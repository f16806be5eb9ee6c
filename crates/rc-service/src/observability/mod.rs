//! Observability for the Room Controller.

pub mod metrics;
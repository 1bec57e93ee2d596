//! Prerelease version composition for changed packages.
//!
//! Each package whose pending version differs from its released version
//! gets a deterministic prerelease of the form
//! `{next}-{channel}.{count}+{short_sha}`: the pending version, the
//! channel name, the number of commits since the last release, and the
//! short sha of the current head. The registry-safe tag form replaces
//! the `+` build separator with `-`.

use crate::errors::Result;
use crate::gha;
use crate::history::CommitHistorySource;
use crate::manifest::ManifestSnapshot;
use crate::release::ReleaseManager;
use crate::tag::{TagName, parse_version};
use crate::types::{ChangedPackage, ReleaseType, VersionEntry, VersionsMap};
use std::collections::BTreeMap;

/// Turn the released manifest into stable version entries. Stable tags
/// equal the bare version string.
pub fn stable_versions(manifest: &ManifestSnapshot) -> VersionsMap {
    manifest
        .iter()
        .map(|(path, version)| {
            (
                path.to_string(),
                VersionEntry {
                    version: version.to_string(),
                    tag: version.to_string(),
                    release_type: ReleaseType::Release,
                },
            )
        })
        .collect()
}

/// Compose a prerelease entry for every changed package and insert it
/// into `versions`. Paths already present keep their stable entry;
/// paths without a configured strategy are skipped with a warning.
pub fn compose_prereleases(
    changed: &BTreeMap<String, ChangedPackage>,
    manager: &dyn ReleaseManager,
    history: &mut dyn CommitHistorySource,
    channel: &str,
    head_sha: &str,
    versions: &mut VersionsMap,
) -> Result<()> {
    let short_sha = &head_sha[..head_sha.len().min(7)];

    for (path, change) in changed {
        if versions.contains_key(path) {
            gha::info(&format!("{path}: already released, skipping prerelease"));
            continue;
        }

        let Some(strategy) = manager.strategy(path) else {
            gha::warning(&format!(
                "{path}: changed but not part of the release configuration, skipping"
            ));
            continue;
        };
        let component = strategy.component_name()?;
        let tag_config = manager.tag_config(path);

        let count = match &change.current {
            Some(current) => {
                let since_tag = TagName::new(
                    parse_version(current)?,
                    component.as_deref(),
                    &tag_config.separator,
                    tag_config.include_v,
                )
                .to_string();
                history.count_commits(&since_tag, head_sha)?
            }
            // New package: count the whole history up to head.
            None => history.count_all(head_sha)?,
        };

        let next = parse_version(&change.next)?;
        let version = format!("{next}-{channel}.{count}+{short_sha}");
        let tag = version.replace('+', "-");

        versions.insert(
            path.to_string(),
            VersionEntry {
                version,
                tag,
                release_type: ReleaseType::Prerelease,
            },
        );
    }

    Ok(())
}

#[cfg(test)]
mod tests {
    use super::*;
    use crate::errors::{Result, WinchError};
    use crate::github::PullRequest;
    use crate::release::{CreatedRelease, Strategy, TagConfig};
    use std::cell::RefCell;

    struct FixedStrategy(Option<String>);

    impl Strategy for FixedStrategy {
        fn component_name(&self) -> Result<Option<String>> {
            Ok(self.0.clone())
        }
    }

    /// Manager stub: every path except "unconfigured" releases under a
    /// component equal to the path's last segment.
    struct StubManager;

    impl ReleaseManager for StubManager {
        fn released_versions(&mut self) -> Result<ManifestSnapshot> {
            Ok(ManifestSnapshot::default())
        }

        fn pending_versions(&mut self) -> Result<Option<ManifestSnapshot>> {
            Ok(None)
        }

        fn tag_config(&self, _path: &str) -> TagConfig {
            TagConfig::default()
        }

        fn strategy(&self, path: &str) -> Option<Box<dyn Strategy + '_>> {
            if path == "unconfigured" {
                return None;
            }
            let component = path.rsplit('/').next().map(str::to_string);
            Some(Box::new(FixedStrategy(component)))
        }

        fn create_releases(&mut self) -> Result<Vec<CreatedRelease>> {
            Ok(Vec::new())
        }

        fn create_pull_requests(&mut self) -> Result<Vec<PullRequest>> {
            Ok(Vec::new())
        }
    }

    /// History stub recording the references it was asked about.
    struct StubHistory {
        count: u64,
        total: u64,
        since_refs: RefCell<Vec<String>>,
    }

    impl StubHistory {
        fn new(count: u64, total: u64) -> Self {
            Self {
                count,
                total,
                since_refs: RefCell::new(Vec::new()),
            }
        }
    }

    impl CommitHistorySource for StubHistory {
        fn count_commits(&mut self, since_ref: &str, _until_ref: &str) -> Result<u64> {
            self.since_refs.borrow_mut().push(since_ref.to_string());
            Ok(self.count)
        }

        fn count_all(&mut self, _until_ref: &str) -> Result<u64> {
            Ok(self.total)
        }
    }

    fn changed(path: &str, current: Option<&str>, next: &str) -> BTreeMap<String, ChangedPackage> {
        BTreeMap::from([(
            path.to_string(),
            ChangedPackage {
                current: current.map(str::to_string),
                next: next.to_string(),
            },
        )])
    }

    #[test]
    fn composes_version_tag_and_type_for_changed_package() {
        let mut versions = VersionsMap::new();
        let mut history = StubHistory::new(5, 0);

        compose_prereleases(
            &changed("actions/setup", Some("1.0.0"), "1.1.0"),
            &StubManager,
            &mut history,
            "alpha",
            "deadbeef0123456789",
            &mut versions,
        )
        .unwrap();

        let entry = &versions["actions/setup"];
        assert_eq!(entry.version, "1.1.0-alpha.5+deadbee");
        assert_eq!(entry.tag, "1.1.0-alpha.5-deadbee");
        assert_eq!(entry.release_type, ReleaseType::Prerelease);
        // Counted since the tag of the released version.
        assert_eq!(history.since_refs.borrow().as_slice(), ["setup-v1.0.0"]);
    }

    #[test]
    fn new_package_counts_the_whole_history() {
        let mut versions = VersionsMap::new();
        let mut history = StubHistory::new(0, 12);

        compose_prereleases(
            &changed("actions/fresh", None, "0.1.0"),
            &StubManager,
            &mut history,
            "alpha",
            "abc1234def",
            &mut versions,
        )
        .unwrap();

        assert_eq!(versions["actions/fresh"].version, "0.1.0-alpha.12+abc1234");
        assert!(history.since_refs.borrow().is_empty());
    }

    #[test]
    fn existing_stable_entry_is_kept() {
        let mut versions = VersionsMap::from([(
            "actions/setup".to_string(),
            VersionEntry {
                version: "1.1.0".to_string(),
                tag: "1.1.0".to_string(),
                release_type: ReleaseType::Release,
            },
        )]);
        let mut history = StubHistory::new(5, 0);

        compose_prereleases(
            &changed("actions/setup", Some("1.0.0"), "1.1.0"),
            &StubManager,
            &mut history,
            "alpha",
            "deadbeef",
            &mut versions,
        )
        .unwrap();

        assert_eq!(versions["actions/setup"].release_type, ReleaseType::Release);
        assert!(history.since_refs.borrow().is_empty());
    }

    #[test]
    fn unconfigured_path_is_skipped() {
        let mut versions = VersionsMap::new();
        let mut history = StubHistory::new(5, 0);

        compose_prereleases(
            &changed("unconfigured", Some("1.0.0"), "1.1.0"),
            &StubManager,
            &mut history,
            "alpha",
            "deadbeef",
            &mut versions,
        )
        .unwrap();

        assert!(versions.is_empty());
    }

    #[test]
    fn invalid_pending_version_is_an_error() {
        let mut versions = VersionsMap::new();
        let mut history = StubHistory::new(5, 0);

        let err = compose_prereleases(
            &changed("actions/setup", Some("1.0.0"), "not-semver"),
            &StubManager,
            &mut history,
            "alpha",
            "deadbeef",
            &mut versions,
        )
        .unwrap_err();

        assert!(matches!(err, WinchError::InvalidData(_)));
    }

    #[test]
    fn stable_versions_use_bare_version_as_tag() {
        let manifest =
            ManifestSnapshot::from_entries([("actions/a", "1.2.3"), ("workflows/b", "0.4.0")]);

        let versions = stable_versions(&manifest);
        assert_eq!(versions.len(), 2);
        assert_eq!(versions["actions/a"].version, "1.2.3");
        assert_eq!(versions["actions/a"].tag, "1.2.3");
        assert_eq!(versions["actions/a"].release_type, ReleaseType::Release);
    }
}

How to complete this task:
Search the records for the word "CommitHistorySource" and copy out every line that holds it.

Problem solution:
use crate::history::CommitHistorySource;
    history: &mut dyn CommitHistorySource,
    impl CommitHistorySource for StubHistory {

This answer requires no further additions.